Presentazione del libro All’ombra della Shoah di Micol Meghnagi
Il Memoriale della Shoah di Milano ospita, lunedì 23 giugno 2026 alle ore 18.00, la presentazione del volume All’ombra della Shoah. Decolonizzazione e politiche della memoria di Micol Meghnagi (ed. Fandango libri). A dialogare con l’autrice David Bidussa; coordina i lavori Gadi Luzzatto Voghera (Direttore Fondazione CDEC).
Il saggio si confronta con uno dei nodi più urgenti e controversi del dibattito culturale contemporaneo: il rapporto tra memoria, identità e conflitto politico nello spazio pubblico occidentale.

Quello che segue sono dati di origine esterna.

use metriken::*;

#[metric(
    name = "ingress",
    description = "Total number of envelopes ingressed by the agent"
)]
pub static INGRESS: LazyCounter = LazyCounter::new(Counter::default);

#[metric(
    name = "dropped",
    description = "Total number of dropped envelopes",
    metadata = { direction = "ingress" }
)]
pub static DROPPED: LazyCounter = LazyCounter::new(Counter::default);

#[metric(
    name = "envelopes_written",
    description = "Total number of envelopes written to the envelope collector"
)]
pub static ENVELOPES_WRITTEN: LazyCounter = LazyCounter::new(Counter::default);

#[metric(
    name = "expired_metrics",
    description = "Total number of collected metrics removed after exceeding the ttl"
)]
pub static EXPIRED_METRICS: LazyCounter = LazyCounter::new(Counter::default);

#[metric(
    name = "expired_sources",
    description = "Total number of source ids removed after exceeding the ttl"
)]
pub static EXPIRED_SOURCES: LazyCounter = LazyCounter::new(Counter::default);

#[metric(
    name = "origin_mappings",
    description = "Total number of envelopes where the origin tag is used as the source_id"
)]
pub static ORIGIN_MAPPINGS: LazyCounter = LazyCounter::new(Counter::default);
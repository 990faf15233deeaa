use super::{Bucket, HistogramValue};

/// Bucket boundaries, in seconds, for histograms built from timer envelopes.
pub const TIMER_BUCKETS: [f64; 5] = [0.01, 0.2, 1.0, 15.0, 60.0];

/// A cumulative histogram with fixed upper bounds.
///
/// Observations accumulate for the lifetime of the histogram, each bucket
/// counts every observation less than or equal to its bound.
#[derive(Clone, Debug, PartialEq)]
pub struct Histogram {
    bounds: &'static [f64],
    counts: Vec<u64>,
    count: u64,
    sum: f64,
}

impl Histogram {
    pub fn new(bounds: &'static [f64]) -> Self {
        Self {
            bounds,
            counts: vec![0; bounds.len()],
            count: 0,
            sum: 0.0,
        }
    }

    pub fn observe(&mut self, value: f64) {
        for (bound, count) in self.bounds.iter().zip(self.counts.iter_mut()) {
            if value <= *bound {
                *count += 1;
            }
        }

        self.count += 1;
        self.sum += value;
    }

    #[cfg(test)]
    fn count(&self) -> u64 {
        self.count
    }

    #[cfg(test)]
    fn sum(&self) -> f64 {
        self.sum
    }

    pub fn value(&self) -> HistogramValue {
        HistogramValue {
            buckets: self
                .bounds
                .iter()
                .zip(self.counts.iter())
                .map(|(bound, count)| Bucket {
                    upper_bound: *bound,
                    cumulative_count: *count as f64,
                })
                .collect(),
            count: self.count as f64,
            sum: self.sum,
        }
    }
}
//! HTTP servers: the metrics endpoint and the optional debug interface.

use axum::Router;
use std::time::Duration;
use tokio::net::TcpListener;
use tokio::sync::watch;
use tracing::{error, info, warn};

pub mod debug;
pub mod http;

/// In-flight requests get this long to complete once shutdown is signaled.
pub const SHUTDOWN_TIMEOUT: Duration = Duration::from_secs(15);

/// Serves `app` until shutdown is signaled, then waits up to
/// `SHUTDOWN_TIMEOUT` for in-flight requests before returning.
pub async fn serve(listener: TcpListener, app: Router, shutdown: watch::Receiver<bool>) {
    if let Ok(addr) = listener.local_addr() {
        info!("http server listening on {addr}");
    }

    let mut graceful = shutdown.clone();
    let server = axum::serve(listener, app).with_graceful_shutdown(async move {
        let _ = graceful.wait_for(|stop| *stop).await;
    });

    let mut deadline = shutdown;
    let forced = async move {
        let _ = deadline.wait_for(|stop| *stop).await;
        tokio::time::sleep(SHUTDOWN_TIMEOUT).await;
    };

    tokio::select! {
        result = server => {
            if let Err(e) = result {
                error!("http server error: {e}");
            }
        }
        _ = forced => {
            warn!("http server did not drain within {SHUTDOWN_TIMEOUT:?}, closing");
        }
    }
}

Negli ultimi trent’anni la memoria della Shoah ha assunto un ruolo centrale nella costruzione della coscienza collettiva europea, affermandosi come paradigma morale di riferimento attraverso cui interpretare la violenza e il razzismo. Parallelamente, altre memorie storiche, in primo luogo quelle legate alle violenze coloniali, hanno cominciato a interrogare quello stesso paradigma, mettendone in discussione la capacità di rappresentare un orizzonte davvero condiviso.
In All’ombra della Shoah, Micol Meghnagi analizza con rigore le tensioni generate da questo confronto, mostrando come il dibattito pubblico sia oggi percorso da gerarchie della sofferenza, conflitti identitari e dinamiche di competizione tra memorie, in cui il riconoscimento del trauma sembra seguire una logica a somma zero. A partire dagli eventi del 7 ottobre 2023, l’autrice intreccia riflessione teorica ed esperienza personale per indagare gli usi politici della memoria e proporre una prospettiva alternativa: una memoria capace di riconoscere le ferite della storia senza trasformarle in strumenti di divisione e contrapposizione.
La scelta del Memoriale della Shoah di Milano conferisce all’evento un significato profondamente simbolico. Il Memoriale sorge negli spazi sottostanti la Stazione Centrale di Milano, da cui tra il 1943 e il 1945 partirono i convogli diretti ai campi di sterminio e di concentramento nazisti. Quegli spazi, rimasti intatti per decenni, sono stati restituiti alla città e trasformati in uno dei più importanti centri europei dedicati alla memoria, alla ricerca storica e al confronto civile.
L’evento si inserisce al cuore di una delle discussioni culturali e politiche più urgenti del presente, offrendo al pubblico strumenti critici per comprendere il tempo che attraversiamo e per ripensare il ruolo della memoria come possibilità di dialogo, responsabilità condivisa e ricerca di giustizia.